It’s a magnetic board, and the images used to switch around more often, but inertia—and a level of fondness and familiarity with the pictures already there have essentially locked them in place. Basically, I like it, and that’s how it’s staying for now.
As a former collagist (that is to say, former scissors-and-glue hobbyist working with a blank sheet of paper; several examples of my work are scattered about), I’ve always appreciated Joseph Cornell’s ideas and concepts (so lovingly explicated in Sirc’s essay), even when I have not liked a specific box itself.

The specter of the Cornell Box hovered all three of this week’s readings (and all three of our essayists seemed really fired up about their messages), intertwined with the ideas and attitudes of Postmodernism. 
Using the story of David John Damon, Selfe introduces her definition of Postmodernism (borrowed from Manuel Castells) during the recitation of the “Lessons” learned from Damon’s experience: “postmodernism—the disturbing disappearance of familiar anchoring institutions such as nation states…the explosive growth of alienating forces…the undermining of authoritative systems that insist on a single version of Truth.” (p51-52)
Selfe specifically notes that “individuals may feel alienated, fragmented, confronted with a disturbing loss of traditional authorities or conventional certainties.” (p53)
It is important to note that Castells says this is a result of “the rise of computer networks and the formulation of a networked society,” (p52) because while Damon is quite computer literate, he is disenfranchised is other ways.

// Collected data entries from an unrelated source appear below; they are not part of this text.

#[derive(Debug, thiserror::Error)]
pub enum CatalogError {
    #[error("IO error: {0}")]
    Io(#[from] std::io::Error),

    #[error("JSON error: {0}")]
    Json(#[from] serde_json::Error),

    #[error("HTTP error: {0}")]
    Http(#[from] reqwest::Error),

    #[error("Not found: {0}")]
    NotFound(String),

    #[error("Invalid argument: {0}")]
    InvalidArgument(String),
}

pub type Result<T> = std::result::Result<T, CatalogError>;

The lessons Selfe refers to regarding Damon demonstrate the “inequitable patterns of literacy education in this country”—which could be argued is the power structure using “a networked society” to maintain this status quo.
Lesson One:
--New forms of literacy are alive—and compete with each other; some thrive, some die out—
But there will be times when you are expected to know them all (whether simultaneously or in different parts of your life).
However, the training, the “cultural ecology” is not uniform.
Lesson Two:
--It’s a Postmodern world where “identity anchors power” (p53)
New media literacies are used to create online identities—“Identity Formation”—makes them feel less powerless in our crazy “Prefigurative Society.” [Note how Castells writes about the “disappearance of familiar anchoring institutions” (my itals)—nature abhors a vacuum, and if there are no anchors, students will make them.]
Lesson Three:
We, as educators, must step up to the plate: we need to expand our own ideas about composition beyond the snooze city of “officially sanctioned literacy in our contemporary society.”
We are responsible for our students and ourselves to understand a full range of literacies and composition techniques—and while the tools we need are “unevenly distributed…”, we must at least pay attention to how the students are communicating.

Selfe’s activities are a detailed template to aid the start of any literacy or composition class (and with a smidgen of tweaking, could be applied to all classrooms at the start of the school year).
[By the way, I love the quote on page 57 about illiteracy—it really sums up this section for me—how can we keep “labeling individuals as illiterate when they are perfectly capable of communicating, making meaning, and exchanging information with various systems and contexts”? This is what struck me while teaching summer school this year: these kids were not stupid—their interests were just not in alignment with what the system wanted; they had skills and talents, but they were just not being graded on those particular ones. So not only are the tools “unevenly distributed…”, but so are the standards? Probably.]
On the other hand, Sirc does not mention Postmodernism by name, but from his layout to the namechecking of Duchamp, Cornell and Benjamin; to his quoting of Maciunas’ “an art attitude to everyday phenomena” (p117), his writing utterly glows with the “disappearance of familiar anchoring institutions” (at least in the typography).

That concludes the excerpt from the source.